There's More To Cato Than The Green Hornet

When I first started reading Scripture about ten years ago, I was amazed by how many common names and colloquial expressions come right from its pages. Similarly, it turns out that some of the most famous lines from American history were inspired by a play about Cato the Younger (Republican Rome, people!), written in 1713. The founding fathers dug this play! John Miller discusses the play's influence in an NRO article.

excerpt:
Yet there's another play that may deserve even more acclaim, especially during President's Day weekend. It's called Cato: A Tragedy, and the author is Joseph Addison. It first appeared on the London stage in 1713, and in many ways it is the direct opposite of The Crucible: nearly forgotten and dramatically underwhelming, but also politically penetrating. It is perhaps the most important piece of drama in American history. As Miller himself once noted, in an entirely different context, "attention must be finally paid."

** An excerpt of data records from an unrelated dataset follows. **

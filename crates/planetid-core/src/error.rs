use thiserror::Error;

#[derive(Error, Debug)]
pub enum PlanetIdError {
    #[error("Image format error: {0}")]
    ImageError(#[from] image::ImageError),

    #[error("Degenerate input: no pixel passed the brightness filter")]
    DegenerateInput,
}

pub type Result<T> = std::result::Result<T, PlanetIdError>;
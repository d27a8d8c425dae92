pub mod banding;
pub mod color;

pub use banding::banding_score;
pub use color::{color_histogram, ColorGroup, ColorHistogram};
pub mod blob;

pub use blob::{largest_blob, Blob};
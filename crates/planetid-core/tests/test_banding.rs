mod common;

use image::Rgb;

use planetid_core::analysis::banding_score;
use planetid_core::config::ColorConfig;

use common::{disk_image, solid_image, striped_image};

#[test]
fn test_uniform_image_scores_exactly_zero() {
    // Both variances are zero; the guard must return 0, not NaN or inf.
    let img = solid_image(100, 100, Rgb([180, 150, 120]));
    let score = banding_score(&img, &ColorConfig::default());
    assert_eq!(score, 0.0);
}

#[test]
fn test_horizontal_stripes_score_high() {
    // Strong row-to-row contrast against a faint column ramp.
    let img = striped_image(100, 100, 0.1, 0.5, 10, 0.4, 0.9);
    let score = banding_score(&img, &ColorConfig::default());
    assert!(score > 1.60, "banding score {score} below belt threshold");
}

#[test]
fn test_symmetric_disk_scores_near_one() {
    // A radially symmetric disk has matching row and column profiles.
    let img = disk_image(100, 100, 50.0, 50.0, 35.0, Rgb([200, 120, 90]));
    let score = banding_score(&img, &ColorConfig::default());
    assert!(
        (0.8..=1.2).contains(&score),
        "disk banding score {score} far from 1"
    );
}

#[test]
fn test_vertical_stripes_score_low() {
    // Transpose of the banded case: column variance dominates.
    let mut img = image::RgbImage::new(100, 100);
    for y in 0..100 {
        for x in 0..100 {
            let v = if (x / 10) % 2 == 0 { 230 } else { 100 };
            // Faint row ramp keeps the numerator nonzero.
            let v = v + (y / 50) as u8;
            img.put_pixel(x, y, Rgb([v, v, v]));
        }
    }
    let score = banding_score(&img, &ColorConfig::default());
    assert!(score < 0.5, "vertical stripes scored {score}");
}
mod common;

use image::Rgb;

use planetid_core::config::MaskConfig;
use planetid_core::mask::foreground_mask;

use common::{disk_image, solid_image};

#[test]
fn test_mask_has_working_resolution() {
    let img = disk_image(640, 480, 320.0, 240.0, 100.0, Rgb([200, 200, 200]));
    let mask = foreground_mask(&img, &MaskConfig::default());
    assert_eq!(mask.dim(), (200, 200));
}

#[test]
fn test_bright_disk_is_foreground() {
    let img = disk_image(400, 400, 200.0, 200.0, 100.0, Rgb([220, 210, 190]));
    let mask = foreground_mask(&img, &MaskConfig::default());

    let foreground = mask.iter().filter(|&&v| v).count();
    // Disk covers pi * r^2 / (w * h) = ~19.6% of the frame.
    let fraction = foreground as f64 / mask.len() as f64;
    assert!(fraction > 0.15, "foreground fraction {fraction} too small");
    assert!(fraction < 0.25, "foreground fraction {fraction} too large");

    // Mask center lands inside the disk, corners in the sky.
    assert!(mask[[100, 100]]);
    assert!(!mask[[0, 0]]);
    assert!(!mask[[199, 199]]);
}

#[test]
fn test_dim_sky_is_all_background() {
    // Luma well under the 45 threshold.
    let img = solid_image(300, 300, Rgb([20, 20, 20]));
    let mask = foreground_mask(&img, &MaskConfig::default());
    assert!(mask.iter().all(|&v| !v));
}

#[test]
fn test_threshold_boundary_is_exclusive() {
    // Exactly at the threshold stays background; one above is foreground.
    let at = solid_image(200, 200, Rgb([45, 45, 45]));
    let above = solid_image(200, 200, Rgb([46, 46, 46]));
    let config = MaskConfig::default();

    assert!(foreground_mask(&at, &config).iter().all(|&v| !v));
    assert!(foreground_mask(&above, &config).iter().all(|&v| v));
}
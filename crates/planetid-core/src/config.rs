use serde::{Deserialize, Serialize};

use crate::consts::{
    ANALYSIS_WORKING_SIZE, BLOB_WORKING_SIZE, BRIGHTNESS_FLOOR, CONFIDENCE_THRESHOLD, CROP_MARGIN,
    EARTH_HUE, EARTH_MIN_SATURATION, FALLBACK_MARS_SHARE, FALLBACK_SATURN_SHARE,
    FOREGROUND_LUMA_THRESHOLD, JUPITER_BANDING_MODERATE, JUPITER_BANDING_STRONG, RED_HUE_MAX,
    RED_HUE_WRAP_MIN, SATURN_ASPECT_THRESHOLD, SEED_SCAN_STRIDE, VENUS_MAX_SATURATION,
    VENUS_MIN_VALUE, WARM_HUE_HIGH, WARM_HUE_LOW, WARM_MIN_SATURATION,
};

/// Parameters for the foreground mask and blob search.
#[derive(Clone, Debug, Serialize, Deserialize)]
pub struct MaskConfig {
    /// Side of the square working image the source is resized to.
    #[serde(default = "default_working_size")]
    pub working_size: u32,
    /// Luminance threshold (8-bit) above which a pixel is foreground.
    #[serde(default = "default_luma_threshold")]
    pub luma_threshold: u8,
    /// Stride of the seed scan over the mask.
    #[serde(default = "default_seed_stride")]
    pub seed_stride: usize,
    /// Margin (source pixels) added around the detected bounding box.
    #[serde(default = "default_crop_margin")]
    pub crop_margin: u32,
}

fn default_working_size() -> u32 {
    BLOB_WORKING_SIZE
}
fn default_luma_threshold() -> u8 {
    FOREGROUND_LUMA_THRESHOLD
}
fn default_seed_stride() -> usize {
    SEED_SCAN_STRIDE
}
fn default_crop_margin() -> u32 {
    CROP_MARGIN
}

impl Default for MaskConfig {
    fn default() -> Self {
        Self {
            working_size: BLOB_WORKING_SIZE,
            luma_threshold: FOREGROUND_LUMA_THRESHOLD,
            seed_stride: SEED_SCAN_STRIDE,
            crop_margin: CROP_MARGIN,
        }
    }
}

/// Hue/saturation/value bucket bounds for the per-pixel color cascade.
/// All hues are in [0, 1]; the tuned values have no derivation beyond
/// performing well on sample photographs, so they live here rather than
/// inline in the classifier.
#[derive(Clone, Debug, Serialize, Deserialize)]
pub struct ColorConfig {
    /// Side of the square working image for banding and color analysis.
    #[serde(default = "default_analysis_size")]
    pub analysis_size: u32,
    /// Minimum summed R+G+B for a pixel to enter the histogram denominator.
    #[serde(default = "default_brightness_floor")]
    pub brightness_floor: u16,
    /// Inclusive hue range of the Earth group.
    #[serde(default = "default_earth_hue")]
    pub earth_hue: (f64, f64),
    /// Minimum saturation of the Earth group.
    #[serde(default = "default_earth_min_saturation")]
    pub earth_min_saturation: f64,
    /// Maximum saturation of the Venus group.
    #[serde(default = "default_venus_max_saturation")]
    pub venus_max_saturation: f64,
    /// Minimum value of the Venus group.
    #[serde(default = "default_venus_min_value")]
    pub venus_min_value: f64,
    /// Warm hue band, low side.
    #[serde(default = "default_warm_hue_low")]
    pub warm_hue_low: (f64, f64),
    /// Warm hue band wrapping below 1.0.
    #[serde(default = "default_warm_hue_high")]
    pub warm_hue_high: (f64, f64),
    /// Minimum saturation of the warm groups.
    #[serde(default = "default_warm_min_saturation")]
    pub warm_min_saturation: f64,
    /// Warm hues at or below this bound are Red rather than Beige.
    #[serde(default = "default_red_hue_max")]
    pub red_hue_max: f64,
    /// Warm hues at or above this bound (wrapping past 1.0) are Red.
    #[serde(default = "default_red_hue_wrap_min")]
    pub red_hue_wrap_min: f64,
}

fn default_analysis_size() -> u32 {
    ANALYSIS_WORKING_SIZE
}
fn default_brightness_floor() -> u16 {
    BRIGHTNESS_FLOOR
}
fn default_earth_hue() -> (f64, f64) {
    EARTH_HUE
}
fn default_earth_min_saturation() -> f64 {
    EARTH_MIN_SATURATION
}
fn default_venus_max_saturation() -> f64 {
    VENUS_MAX_SATURATION
}
fn default_venus_min_value() -> f64 {
    VENUS_MIN_VALUE
}
fn default_warm_hue_low() -> (f64, f64) {
    WARM_HUE_LOW
}
fn default_warm_hue_high() -> (f64, f64) {
    WARM_HUE_HIGH
}
fn default_warm_min_saturation() -> f64 {
    WARM_MIN_SATURATION
}
fn default_red_hue_max() -> f64 {
    RED_HUE_MAX
}
fn default_red_hue_wrap_min() -> f64 {
    RED_HUE_WRAP_MIN
}

impl Default for ColorConfig {
    fn default() -> Self {
        Self {
            analysis_size: ANALYSIS_WORKING_SIZE,
            brightness_floor: BRIGHTNESS_FLOOR,
            earth_hue: EARTH_HUE,
            earth_min_saturation: EARTH_MIN_SATURATION,
            venus_max_saturation: VENUS_MAX_SATURATION,
            venus_min_value: VENUS_MIN_VALUE,
            warm_hue_low: WARM_HUE_LOW,
            warm_hue_high: WARM_HUE_HIGH,
            warm_min_saturation: WARM_MIN_SATURATION,
            red_hue_max: RED_HUE_MAX,
            red_hue_wrap_min: RED_HUE_WRAP_MIN,
        }
    }
}

/// Thresholds of the decision cascade.
#[derive(Clone, Debug, Serialize, Deserialize)]
pub struct DecisionConfig {
    /// Aspect ratio above which a warm body is Saturn.
    #[serde(default = "default_saturn_aspect")]
    pub saturn_aspect: f64,
    /// Banding score above which a warm body is Jupiter outright.
    #[serde(default = "default_jupiter_banding_strong")]
    pub jupiter_banding_strong: f64,
    /// Banding score above which a beige-dominant body is still Jupiter.
    #[serde(default = "default_jupiter_banding_moderate")]
    pub jupiter_banding_moderate: f64,
    /// Mars share of the warm fraction in the ambiguous-beige fallback.
    #[serde(default = "default_fallback_mars_share")]
    pub fallback_mars_share: f64,
    /// Saturn share of the warm fraction in the ambiguous-beige fallback.
    #[serde(default = "default_fallback_saturn_share")]
    pub fallback_saturn_share: f64,
    /// Score below which callers should solicit a manual label.
    #[serde(default = "default_confidence_threshold")]
    pub confidence_threshold: f64,
}

fn default_saturn_aspect() -> f64 {
    SATURN_ASPECT_THRESHOLD
}
fn default_jupiter_banding_strong() -> f64 {
    JUPITER_BANDING_STRONG
}
fn default_jupiter_banding_moderate() -> f64 {
    JUPITER_BANDING_MODERATE
}
fn default_fallback_mars_share() -> f64 {
    FALLBACK_MARS_SHARE
}
fn default_fallback_saturn_share() -> f64 {
    FALLBACK_SATURN_SHARE
}
fn default_confidence_threshold() -> f64 {
    CONFIDENCE_THRESHOLD
}

impl Default for DecisionConfig {
    fn default() -> Self {
        Self {
            saturn_aspect: SATURN_ASPECT_THRESHOLD,
            jupiter_banding_strong: JUPITER_BANDING_STRONG,
            jupiter_banding_moderate: JUPITER_BANDING_MODERATE,
            fallback_mars_share: FALLBACK_MARS_SHARE,
            fallback_saturn_share: FALLBACK_SATURN_SHARE,
            confidence_threshold: CONFIDENCE_THRESHOLD,
        }
    }
}

/// Full configuration for one classification pass. Changing any value here
/// changes classification outputs and is a versioned behavior change.
#[derive(Clone, Debug, Default, Serialize, Deserialize)]
pub struct ClassifierConfig {
    #[serde(default)]
    pub mask: MaskConfig,
    #[serde(default)]
    pub color: ColorConfig,
    #[serde(default)]
    pub decision: DecisionConfig,
}
use image::imageops::{self, FilterType};
use image::RgbImage;

use crate::config::ColorConfig;

/// Score horizontal banding on a crop.
///
/// The crop is resized to the square analysis resolution and converted to
/// grayscale. The score is the standard deviation of the per-row mean
/// intensities divided by the standard deviation of the per-column means:
/// belted planets show strong row-to-row variation against weak
/// column-to-column variation, while uniform or radially symmetric disks
/// land near 1. A perfectly flat image has zero column variance; the score
/// is defined as 0 there rather than dividing by zero.
pub fn banding_score(crop: &RgbImage, config: &ColorConfig) -> f64 {
    let size = config.analysis_size;
    let small = imageops::resize(crop, size, size, FilterType::Triangle);
    let gray = imageops::grayscale(&small);

    let n = size as usize;
    let mut row_means = vec![0.0f64; n];
    let mut col_means = vec![0.0f64; n];

    for (x, y, pixel) in gray.enumerate_pixels() {
        let v = pixel.0[0] as f64;
        row_means[y as usize] += v;
        col_means[x as usize] += v;
    }
    for mean in row_means.iter_mut().chain(col_means.iter_mut()) {
        *mean /= n as f64;
    }

    let vertical = stddev(&row_means);
    let horizontal = stddev(&col_means);

    let score = if horizontal == 0.0 {
        0.0
    } else {
        vertical / horizontal
    };
    tracing::debug!(vertical, horizontal, score, "banding");
    score
}

/// Population standard deviation.
fn stddev(values: &[f64]) -> f64 {
    let n = values.len() as f64;
    if n == 0.0 {
        return 0.0;
    }
    let mean = values.iter().sum::<f64>() / n;
    let var = values.iter().map(|v| (v - mean).powi(2)).sum::<f64>() / n;
    var.sqrt()
}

Cato is a paean to liberty. It portrays the plight of Cato the Younger, a Roman senator who refused to submit to the tyranny of Julius Caesar. The play sparkles with freedom-hugging aphorisms, such as this:

A day, an hour, of virtuous liberty

Is worth a whole eternity in bondage.

It should come as no surprise, then, that these words inspired America's revolutionary generation. Perhaps none were as affected by Cato as George Washington, who loved the play so much he had it performed for the troops at Valley Forge in that brutal winter of 1777-78. Washington was hardly the only figure stirred by Addison's work. Benjamin Franklin pored over its passages. John Adams quoted it in letters. And two of America's most famous patriot statements come directly from its lines.

Here's Patrick Henry in 1775: "I know not what course others may take; but as for me, give me liberty or give me death!"

Here's its antecedent, in Act 2, Scene 4 of Cato:

It is not now a time to talk of aught

But chains or conquest, liberty or death.

And here are Nathan Hale's famous last words, supposedly uttered from the gallows in 1776: "I regret that I have but one life to give to my country."

And here's Cato, Act 4, Scene 4:

What pity is it

That we can die but once to serve our country!